The U.S. Food and Drug Administration (FDA) announced December 22 that it has approved the first vaccine to prevent anal cancer for males and females ages 9 to 26. The vaccine, called Gardasil, was already approved to prevent genital warts and cervical cancer in girls and young women as well as genital warts in boys and young men.

Gardasil is a vaccine that targets four strains, or types, of human papillomavirus (HPV): Types 6 and 11, known to causes genital warts, and types 16 and 18, known to cause cervical and anal cancer. It was first approved in 2006 to prevent both genital warts and cervical cancer in girls and women ages 9 to 26, and later approved in 2009 to prevent genital warts in boys and young men, which it does quite effectively. Until now, however, the drug has not been approved to prevent anal cancer.

Though anal cancer is relatively rare in the general population, rates are far higher in men who have sex with men (MSM), and it’s nearly 60 times more common in HIV-positive MSM. For this reason, providers who treat people with HIV have been eager to see the vaccine approved for this purpose.

“Treatment for anal cancer is challenging; the use of Gardasil as a method of prevention is important as it may result in fewer diagnoses and the subsequent surgery, radiation or chemotherapy that individuals need to endure,” said Karen Midthun, MD, director of the FDA’s Center for Biologics Evaluation and Research in Rockville, Maryland.

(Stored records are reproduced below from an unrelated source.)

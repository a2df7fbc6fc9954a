//! Where received frames go.

use std::fs::File;
use std::io::{BufWriter, Write};
use std::net::SocketAddr;
use std::path::Path;
use std::sync::Mutex;
use std::sync::atomic::{AtomicU64, Ordering};

use bytes::Bytes;
use tracing::{info, warn};

use cast_core::{Handshake, ReceiverListener};

/// Counts frames and optionally appends every payload to an Annex-B
/// `.h264` file that ffplay/ffmpeg can open directly.
pub struct StreamSink {
    dump: Option<Mutex<BufWriter<File>>>,
    frames: AtomicU64,
    bytes: AtomicU64,
}

impl StreamSink {
    pub fn new() -> Self {
        Self {
            dump: None,
            frames: AtomicU64::new(0),
            bytes: AtomicU64::new(0),
        }
    }

    /// Sink that also writes the elementary stream to `path`, truncating it.
    pub fn with_dump(path: &Path) -> std::io::Result<Self> {
        let file = File::create(path)?;
        Ok(Self {
            dump: Some(Mutex::new(BufWriter::new(file))),
            frames: AtomicU64::new(0),
            bytes: AtomicU64::new(0),
        })
    }

    pub fn frames(&self) -> u64 {
        self.frames.load(Ordering::Relaxed)
    }

    pub fn bytes(&self) -> u64 {
        self.bytes.load(Ordering::Relaxed)
    }

    fn flush(&self) {
        if let Some(dump) = &self.dump {
            let mut dump = dump.lock().unwrap_or_else(|e| e.into_inner());
            if let Err(e) = dump.flush() {
                warn!("failed to flush stream dump: {e}");
            }
        }
    }
}

impl Default for StreamSink {
    fn default() -> Self {
        Self::new()
    }
}

impl ReceiverListener for StreamSink {
    fn on_session_started(&self, peer: SocketAddr, handshake: Handshake) {
        info!(
            %peer,
            "casting {}x{} @ {} fps",
            handshake.width, handshake.height, handshake.fps
        );
    }

    fn on_frame(&self, _peer: SocketAddr, _timestamp_ms: u32, payload: Bytes) {
        self.frames.fetch_add(1, Ordering::Relaxed);
        self.bytes.fetch_add(payload.len() as u64, Ordering::Relaxed);
        if let Some(dump) = &self.dump {
            let mut dump = dump.lock().unwrap_or_else(|e| e.into_inner());
            if let Err(e) = dump.write_all(&payload) {
                warn!("failed to write stream dump: {e}");
            }
        }
    }

    fn on_session_ended(&self, peer: SocketAddr) {
        self.flush();
        info!(%peer, frames = self.frames(), bytes = self.bytes(), "cast ended");
    }
}

impl Drop for StreamSink {
    fn drop(&mut self) {
        self.flush();
    }
}

// ── Tests ────────────────────────────────────────────────────────

#[cfg(test)]
mod tests {
    use super::*;

    #[test]
    fn dump_concatenates_payloads() {
        let dir = tempfile::tempdir().unwrap();
        let path = dir.path().join("out.h264");
        let peer: SocketAddr = "127.0.0.1:5000".parse().unwrap();

        let sink = StreamSink::with_dump(&path).unwrap();
        sink.on_frame(peer, 1, Bytes::from_static(&[0, 0, 0, 1, 0x67]));
        sink.on_frame(peer, 2, Bytes::from_static(&[0, 0, 0, 1, 0x65]));
        sink.on_session_ended(peer);

        assert_eq!(sink.frames(), 2);
        assert_eq!(sink.bytes(), 10);
        assert_eq!(
            std::fs::read(&path).unwrap(),
            vec![0, 0, 0, 1, 0x67, 0, 0, 0, 1, 0x65]
        );
    }

    #[test]
    fn counting_without_dump() {
        let sink = StreamSink::new();
        sink.on_frame("127.0.0.1:1".parse().unwrap(), 0, Bytes::from_static(b"abc"));
        assert_eq!((sink.frames(), sink.bytes()), (1, 3));
    }
}
//! Terminal rendering of readiness, form, wellness and activities
//!
//! Everything here returns a `String` so the CLI decides where it goes.

use colored::{ColoredString, Colorize};
use tabled::settings::Style;
use tabled::{Table, Tabled};

use crate::form::{FormColor, FormResult, FormTrendPoint};
use crate::format::{
    format_date, format_distance, format_duration, format_form, format_heart_rate, format_hrv,
    format_percent, format_sleep, format_training_load,
};
use crate::models::{Activity, WellnessRecord};
use crate::readiness::{ReadinessCalculator, ReadinessColor, ReadinessConfig, ReadinessResult};
use crate::trends::{MetricSeries, MetricTrends};

/// Apply a readiness color to text
pub fn paint_readiness(text: &str, color: ReadinessColor) -> ColoredString {
    match color {
        ReadinessColor::Purple => text.magenta(),
        ReadinessColor::Green => text.green(),
        ReadinessColor::LightGreen => text.bright_green(),
        ReadinessColor::Yellow => text.yellow(),
        ReadinessColor::Orange => text.truecolor(255, 165, 0),
        ReadinessColor::Red => text.red(),
        ReadinessColor::Gray => text.bright_black(),
    }
}

/// Apply a form color to text
pub fn paint_form(text: &str, color: FormColor) -> ColoredString {
    match color {
        FormColor::Yellow => text.yellow(),
        FormColor::Blue => text.blue(),
        FormColor::Gray => text.bright_black(),
        FormColor::Green => text.green(),
        FormColor::Red => text.red(),
    }
}

/// Headline card for a readiness result
pub fn readiness_card(result: &ReadinessResult) -> String {
    let indicator = paint_readiness("●", result.color);
    let score = paint_readiness(&format_percent(result.score), result.color).bold();

    format!(
        "{}\n  {} {}\n  {}",
        "Readiness".bold(),
        indicator,
        score,
        result.status
    )
}

#[derive(Tabled)]
struct BreakdownRow {
    #[tabled(rename = "Metric")]
    metric: &'static str,
    #[tabled(rename = "Today")]
    today: String,
    #[tabled(rename = "Baseline")]
    baseline: String,
    #[tabled(rename = "Score")]
    score: String,
    #[tabled(rename = "Weight")]
    weight: String,
}

/// Per-metric breakdown plus the weighted formula
pub fn readiness_breakdown(result: &ReadinessResult, config: &ReadinessConfig) -> String {
    let b = &result.breakdown;
    let rows = vec![
        BreakdownRow {
            metric: "HRV",
            today: format!("{:.1} ms", b.hrv_today),
            baseline: format!("{:.1} ms", b.hrv_base),
            score: format_percent(b.hrv_s),
            weight: format!("{:.2}", config.hrv_weight),
        },
        BreakdownRow {
            metric: "Resting HR",
            today: format!("{:.0} bpm", b.rhr_today),
            baseline: format!("{:.0} bpm", b.rhr_base),
            score: format_percent(b.rhr_s),
            weight: format!("{:.2}", config.rhr_weight),
        },
        BreakdownRow {
            metric: "Sleep",
            today: format!("{:.1} hrs", b.sleep_today),
            baseline: format!("{:.1} hrs", b.sleep_target),
            score: format_percent(b.sleep_s),
            weight: format!("{:.2}", config.sleep_weight),
        },
    ];

    let formula = readiness_formula(result, config);

    format!(
        "{}\n{}",
        Table::new(rows).with(Style::rounded()),
        formula.dimmed()
    )
}

/// Weighted mean of the available metrics, e.g. `(115.0 × 0.50 + 100.0 × 0.25) / 0.75 = 110.0%`
fn readiness_formula(result: &ReadinessResult, config: &ReadinessConfig) -> String {
    let terms = ReadinessCalculator::with_config(config.clone()).weighted_terms(&result.breakdown);
    if terms.is_empty() {
        return "No metrics available".to_string();
    }

    let total_weight: f64 = terms.iter().map(|t| t.weight).sum();
    let products = terms
        .iter()
        .map(|t| format!("{:.1} × {:.2}", t.contribution, t.weight))
        .collect::<Vec<_>>()
        .join(" + ");

    format!(
        "({}) / {:.2} = {}",
        products,
        total_weight,
        format_percent(result.breakdown.final_score)
    )
}

/// Headline card for a form result
pub fn form_card(result: &FormResult) -> String {
    let indicator = paint_form("●", result.color);
    let value = paint_form(&format_form(result.form), result.color).bold();

    format!(
        "{}\n  {} {} {}\n  {}",
        "Form".bold(),
        indicator,
        value,
        result.zone,
        result.meaning
    )
}

#[derive(Tabled)]
struct FormTrendRow {
    #[tabled(rename = "Date")]
    date: String,
    #[tabled(rename = "Fitness (CTL)")]
    ctl: String,
    #[tabled(rename = "Fatigue (ATL)")]
    atl: String,
    #[tabled(rename = "Form")]
    form: String,
}

pub fn form_trend_table(trend: &[FormTrendPoint]) -> String {
    if trend.is_empty() {
        return "No form history available".dimmed().to_string();
    }

    let rows = trend.iter().map(|point| {
        let color = crate::form::FormZone::classify(point.form).color();
        FormTrendRow {
            date: format_date(&point.date),
            ctl: format_training_load(Some(point.ctl)),
            atl: format_training_load(Some(point.atl)),
            form: paint_form(&format_form(point.form), color).to_string(),
        }
    });

    Table::new(rows).with(Style::rounded()).to_string()
}

#[derive(Tabled)]
struct TrendSummaryRow {
    #[tabled(rename = "Metric")]
    metric: &'static str,
    #[tabled(rename = "Latest")]
    latest: String,
    #[tabled(rename = "Min")]
    min: String,
    #[tabled(rename = "Max")]
    max: String,
    #[tabled(rename = "Average")]
    average: String,
    #[tabled(rename = "Days")]
    days: usize,
}

fn summary_row(metric: &'static str, series: &MetricSeries, unit: &str) -> TrendSummaryRow {
    let value = |v: Option<f64>| match v {
        Some(v) => format!("{:.1} {}", v, unit),
        None => "N/A".to_string(),
    };

    TrendSummaryRow {
        metric,
        latest: value(series.latest().map(|p| p.value)),
        min: value(series.recorded_min()),
        max: value(series.recorded_max()),
        average: value(series.recorded_mean()),
        days: series.len(),
    }
}

/// Min/max/average summary of each wellness metric
pub fn wellness_trends_table(trends: &MetricTrends) -> String {
    let rows = vec![
        summary_row("HRV", &trends.hrv, "ms"),
        summary_row("Resting HR", &trends.resting_hr, "bpm"),
        summary_row("Sleep", &trends.sleep_hours, "hrs"),
    ];

    Table::new(rows).with(Style::rounded()).to_string()
}

/// One line per day with a bar relative to the series range
pub fn sparkline(series: &MetricSeries, width: usize) -> String {
    let Some(min) = series.min() else {
        return String::new();
    };
    let range = series.range();

    series
        .points
        .iter()
        .map(|point| {
            let filled = (((point.value - min) / range) * width as f64).round() as usize;
            format!(
                "{:<12} {:<width$} {:.1}",
                point.date,
                "█".repeat(filled.min(width)),
                point.value,
                width = width
            )
        })
        .collect::<Vec<_>>()
        .join("\n")
}

#[derive(Tabled)]
struct FieldRow {
    #[tabled(rename = "Field")]
    field: &'static str,
    #[tabled(rename = "Value")]
    value: String,
}

/// Details of a single wellness record
pub fn wellness_record_table(record: &WellnessRecord) -> String {
    let optional = |v: Option<f64>, precision: usize| match v {
        Some(v) => format!("{:.*}", precision, v),
        None => "N/A".to_string(),
    };

    let rows = vec![
        FieldRow { field: "Date", value: format_date(&record.id) },
        FieldRow { field: "HRV", value: format_hrv(record.hrv) },
        FieldRow { field: "Resting HR", value: format_heart_rate(record.resting_hr) },
        FieldRow { field: "Sleep", value: format_sleep(record.sleep_secs) },
        FieldRow { field: "Sleep score", value: optional(record.sleep_score, 0) },
        FieldRow { field: "Fitness (CTL)", value: format_training_load(record.ctl) },
        FieldRow { field: "Fatigue (ATL)", value: format_training_load(record.atl) },
        FieldRow { field: "Ramp rate", value: optional(record.ramp_rate, 1) },
        FieldRow { field: "Weight", value: optional(record.weight, 1) },
        FieldRow { field: "Steps", value: optional(record.steps, 0) },
    ];

    Table::new(rows).with(Style::rounded()).to_string()
}

#[derive(Tabled)]
struct ActivityRow {
    #[tabled(rename = "Date")]
    date: String,
    #[tabled(rename = "Type")]
    activity_type: String,
    #[tabled(rename = "Name")]
    name: String,
    #[tabled(rename = "Duration")]
    duration: String,
    #[tabled(rename = "Distance")]
    distance: String,
    #[tabled(rename = "Avg HR")]
    heart_rate: String,
}

pub fn activities_table(activities: &[Activity]) -> String {
    if activities.is_empty() {
        return "No recent activities".dimmed().to_string();
    }

    let rows = activities.iter().map(|activity| ActivityRow {
        date: format_date(&activity.start_date_local),
        activity_type: activity.activity_type.clone(),
        name: activity.name.clone(),
        duration: format_duration(activity.moving_time),
        distance: format_distance(activity.distance),
        heart_rate: format_heart_rate(activity.average_heartrate),
    });

    Table::new(rows).with(Style::rounded()).to_string()
}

When Gardasil was first approved in 2009 to prevent genital warts in males, the Centers for Disease Control and Prevention’s (CDC) Advisory Committee on Immunization Practices declined to recommend vaccination for all boys and young men, as it had for girls and young women. Activists have been hoping that FDA approval for anal cancer prevention will convince the CDC panel to make this recommendation and therefore lead public and private health insurance to cover Gardasil’s cost in boys and young men, which most currently do not.